Studio album by Teri DeSario
- Released: 1983
- Recorded: Mama Jo's, North Hollywood
- Genre: Contemporary Christian music
- Length: 43:16
- Label: Dayspring
- Producer: Bill Purse

Teri DeSario chronology
| Caught (1980) | A Call to Us All (1983) | Voices In The Wind (1985) |

= A Call to Us All =

A Call to Us All - Album Reverse

A Call to Us All is the fourth album from singer, songwriter, producer and composer Teri DeSario. It was recorded and mixed at Mama Jo's and mastered by Bernie Grundman at A&M Records.
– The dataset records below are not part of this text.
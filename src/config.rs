//! Configuration for Pagewise, read from `.pagewise/pagewise.toml`.
//!
//! Layering is file → environment → CLI flags. Every field has a default, so
//! a missing file or a partial file is fine.
//!
//! ```toml
//! [server]
//! host = "127.0.0.1"
//! port = 3142
//! db_path = ".pagewise/library.db"
//! dev_mode = false
//! session_idle_minutes = 30
//!
//! [identity]
//! user_header = "x-auth-user"
//! email_header = "x-auth-email"
//! name_header = "x-auth-name"
//! photo_header = "x-auth-photo"
//! secret_header = "x-pagewise-proxy-secret"
//! trusted_proxy_secret = "change-me"
//!
//! [sandbox]
//! enabled = true
//! interpreter = "python3"
//! timeout = 10
//! memory = "256m"
//! cpus = 1.0
//! image = "python:3.12-slim"
//!
//! [logging]
//! level = "info"
//! format = "pretty"
//! ```

use std::path::{Path, PathBuf};
use std::time::Duration;

use anyhow::{Context, Result};
use serde::{Deserialize, Serialize};

pub const CONFIG_DIR: &str = ".pagewise";
pub const CONFIG_FILE: &str = "pagewise.toml";

#[derive(Debug, Clone, PartialEq, Serialize, Deserialize)]
#[serde(default)]
pub struct ServerConfig {
    pub host: String,
    pub port: u16,
    /// Relative paths are resolved against the project directory.
    pub db_path: PathBuf,
    /// Permissive CORS and bind on all interfaces (for a separate dev frontend).
    pub dev_mode: bool,
    /// Reader sessions untouched for this long are dropped. 0 keeps them forever.
    pub session_idle_minutes: u64,
}

impl Default for ServerConfig {
    fn default() -> Self {
        Self {
            host: "127.0.0.1".to_string(),
            port: 3142,
            db_path: PathBuf::from(".pagewise/library.db"),
            dev_mode: false,
            session_idle_minutes: 30,
        }
    }
}

impl ServerConfig {
    pub fn bind_host(&self) -> &str {
        if self.dev_mode { "0.0.0.0" } else { &self.host }
    }

    /// Whether anything other than the local machine can reach the server.
    pub fn is_exposed(&self) -> bool {
        !matches!(self.bind_host(), "127.0.0.1" | "localhost" | "::1")
    }

    pub fn session_idle_timeout(&self) -> Option<Duration> {
        (self.session_idle_minutes > 0).then(|| Duration::from_secs(self.session_idle_minutes * 60))
    }
}

/// Headers the fronting identity provider uses to forward the signed-in user.
///
/// With `trusted_proxy_secret` set, the identity headers are only honored on
/// requests that also carry the secret in `secret_header`.
#[derive(Debug, Clone, PartialEq, Serialize, Deserialize)]
#[serde(default)]
pub struct IdentityConfig {
    pub user_header: String,
    pub email_header: String,
    pub name_header: String,
    pub photo_header: String,
    pub secret_header: String,
    #[serde(skip_serializing_if = "Option::is_none")]
    pub trusted_proxy_secret: Option<String>,
}

impl Default for IdentityConfig {
    fn default() -> Self {
        Self {
            user_header: "x-auth-user".to_string(),
            email_header: "x-auth-email".to_string(),
            name_header: "x-auth-name".to_string(),
            photo_header: "x-auth-photo".to_string(),
            secret_header: "x-pagewise-proxy-secret".to_string(),
            trusted_proxy_secret: None,
        }
    }
}

/// Limits applied to every program run in the code sandbox.
#[derive(Debug, Clone, PartialEq, Serialize, Deserialize)]
#[serde(default)]
pub struct SandboxConfig {
    pub enabled: bool,
    pub interpreter: String,
    /// Wall-clock limit per run, in seconds.
    pub timeout: u64,
    /// Memory limit per run, e.g. `"256m"` or `"1g"`.
    pub memory: String,
    /// CPU share per run. Only enforced inside a container.
    pub cpus: f64,
    /// Run each program with `docker run` in this image instead of on the host.
    #[serde(skip_serializing_if = "Option::is_none")]
    pub image: Option<String>,
}

impl Default for SandboxConfig {
    fn default() -> Self {
        Self {
            enabled: true,
            interpreter: "python3".to_string(),
            timeout: 10,
            memory: "256m".to_string(),
            cpus: 1.0,
            image: None,
        }
    }
}

impl SandboxConfig {
    pub fn timeout_duration(&self) -> Duration {
        Duration::from_secs(self.timeout)
    }

    /// The memory limit in bytes, or `None` if it doesn't parse.
    pub fn memory_bytes(&self) -> Option<u64> {
        parse_memory(&self.memory)
    }
}

/// Parse a size such as `512k`, `256m` or `1g` (case-insensitive, optional
/// trailing `b`). A bare number is bytes.
pub fn parse_memory(value: &str) -> Option<u64> {
    let value = value.trim().to_ascii_lowercase();
    let value = value.strip_suffix('b').unwrap_or(&value);
    let (digits, multiplier) = match value.chars().last()? {
        'k' => (&value[..value.len() - 1], 1u64 << 10),
        'm' => (&value[..value.len() - 1], 1 << 20),
        'g' => (&value[..value.len() - 1], 1 << 30),
        _ => (value, 1),
    };
    let amount: u64 = digits.trim().parse().ok()?;
    amount.checked_mul(multiplier).filter(|bytes| *bytes > 0)
}

#[derive(Debug, Clone, Copy, Default, PartialEq, Eq, Serialize, Deserialize)]
#[serde(rename_all = "lowercase")]
pub enum LogFormat {
    #[default]
    Pretty,
    Json,
}

#[derive(Debug, Clone, PartialEq, Serialize, Deserialize)]
#[serde(default)]
pub struct LoggingConfig {
    /// Default `tracing` filter directive when `PAGEWISE_LOG` is unset.
    pub level: String,
    pub format: LogFormat,
    /// Also write logs to this file (no rotation).
    #[serde(skip_serializing_if = "Option::is_none")]
    pub file: Option<PathBuf>,
}

impl Default for LoggingConfig {
    fn default() -> Self {
        Self {
            level: "info".to_string(),
            format: LogFormat::Pretty,
            file: None,
        }
    }
}

#[derive(Debug, Clone, Default, PartialEq, Serialize, Deserialize)]
#[serde(default)]
pub struct PagewiseConfig {
    pub server: ServerConfig,
    pub identity: IdentityConfig,
    pub sandbox: SandboxConfig,
    pub logging: LoggingConfig,
}

impl PagewiseConfig {
    /// Load configuration from a TOML file.
    pub fn load(path: &Path) -> Result<Self> {
        let content = std::fs::read_to_string(path)
            .with_context(|| format!("Failed to read config file: {}", path.display()))?;
        Self::parse(&content)
    }

    /// Parse configuration from a TOML string.
    pub fn parse(content: &str) -> Result<Self> {
        toml::from_str(content).context("Failed to parse pagewise.toml")
    }

    /// Load `<project>/.pagewise/pagewise.toml`, or defaults if it doesn't exist.
    pub fn load_or_default(project_dir: &Path) -> Result<Self> {
        let path = Self::path_in(project_dir);
        if path.exists() {
            Self::load(&path)
        } else {
            Ok(Self::default())
        }
    }

    /// Load from the project directory and apply environment overrides.
    pub fn resolve(project_dir: &Path) -> Result<Self> {
        let mut config = Self::load_or_default(project_dir)?;
        config.apply_env(|key| std::env::var(key).ok());
        Ok(config)
    }

    pub fn path_in(project_dir: &Path) -> PathBuf {
        project_dir.join(CONFIG_DIR).join(CONFIG_FILE)
    }

    /// Save configuration to a TOML file, creating the parent directory.
    pub fn save(&self, path: &Path) -> Result<()> {
        if let Some(parent) = path.parent() {
            std::fs::create_dir_all(parent)
                .with_context(|| format!("Failed to create {}", parent.display()))?;
        }
        let content = toml::to_string_pretty(self).context("Failed to serialize pagewise.toml")?;
        std::fs::write(path, content)
            .with_context(|| format!("Failed to write config file: {}", path.display()))?;
        Ok(())
    }

    /// Apply `PAGEWISE_*` environment overrides. Unparseable values are ignored
    /// with a warning.
    pub fn apply_env<F>(&mut self, var: F)
    where
        F: Fn(&str) -> Option<String>,
    {
        if let Some(port) = var("PAGEWISE_PORT") {
            match port.parse() {
                Ok(port) => self.server.port = port,
                Err(_) => tracing::warn!(value = %port, "ignoring invalid PAGEWISE_PORT"),
            }
        }
        if let Some(path) = var("PAGEWISE_DB_PATH") {
            self.server.db_path = PathBuf::from(path);
        }
        if let Some(interpreter) = var("PAGEWISE_PYTHON") {
            self.sandbox.interpreter = interpreter;
        }
        if let Some(secret) = var("PAGEWISE_PROXY_SECRET").filter(|s| !s.trim().is_empty()) {
            self.identity.trusted_proxy_secret = Some(secret);
        }
    }

    /// Database path, resolved against the project directory when relative.
    pub fn db_path(&self, project_dir: &Path) -> PathBuf {
        if self.server.db_path.is_absolute() {
            self.server.db_path.clone()
        } else {
            project_dir.join(&self.server.db_path)
        }
    }

    /// Validate the configuration and return any warnings.
    pub fn validate(&self) -> Vec<String> {
        let mut warnings = Vec::new();
        if self.server.port == 0 {
            warnings.push("server.port is 0: an ephemeral port will be chosen".to_string());
        }
        if self.sandbox.enabled && self.sandbox.interpreter.trim().is_empty() {
            warnings.push("sandbox.interpreter is empty; the sandbox will fail to start".to_string());
        }
        if self.sandbox.enabled {
            if self.sandbox.timeout == 0 {
                warnings.push("sandbox.timeout is 0; every run will time out".to_string());
            }
            if self.sandbox.memory_bytes().is_none() {
                warnings.push(format!("Invalid sandbox.memory '{}'", self.sandbox.memory));
            }
            if self.sandbox.image.is_some() && self.sandbox.cpus <= 0.0 {
                warnings.push("sandbox.cpus must be positive".to_string());
            }
        }
        if self.identity.user_header.trim().is_empty() {
            warnings.push("identity.user_header is empty; nobody can sign in".to_string());
        }
        if self.server.is_exposed() && self.identity.trusted_proxy_secret.is_none() {
            warnings.push(format!(
                "server listens on {} but identity.trusted_proxy_secret is unset; \
                 any client can claim any identity",
                self.server.bind_host()
            ));
        }
        if self.server.session_idle_minutes == 0 {
            warnings.push("server.session_idle_minutes is 0; idle sessions are never dropped".to_string());
        }
        if tracing_subscriber::EnvFilter::try_new(&self.logging.level).is_err() {
            warnings.push(format!("Invalid logging.level '{}'", self.logging.level));
        }
        warnings
    }
}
According to AllMusic, A Call to Us All peaked at 32 on Billboards Top Contemporary Christian music chart in 1984.

Professional ratings
Review scores
| Source | Rating |
| Billboard | (not rated) |

==Track listing==

Side One
| No. | Title | Length |
|---|---|---|
| 1. | "Thank You" | 3:30 |
| 2. | "Battleline" (Purse, Don Cason, Purse) | 3:40 |
| 3. | "I Dedicate All My Love to You" | 4:57 |
| 4. | "Dig A Little Deeper" | 4:00 |
| 5. | "Clouds Without Water" | 5:30 |

Side Two
| No. | Title | Length |
|---|---|---|
| 1. | "All I Need" | 4:30 |
| 2. | "Jesus Call Your Lambs" | 4:10 |
| 3. | "I'll Carry On" | 4:54 |
| 4. | "A Call to Us All" | 7:25 |

== Personnel ==
Source:
- Produced and arranged by – Bill Purse
- Engineered and mixed by – Kevin Clark
  - assisted by – Steve Ford
- Additional engineering by – Steve Ford, Ed Cherney and Eddie King
- Recorded and mixed at Mama Jo's, N. Hollywood
- Strings Recorded at – Baby-O Recorders, Hollywood, CA
- Mastered by – Bernie Grundman / A&M Records
- Photography by – Harry Langdon
- Art Direction and Design by – Paul "Sport" Gross
- Inner Sleeve Design – Steve Elowe
- Makeup by – Victoria Jackson
- Underwater Sequences by – Scotty Scuba
- Label – Dayspring, A Division of Word Inc., Waco, Texas

==Dedication==
The album was dedicated to her husband and best friend Bill Purse.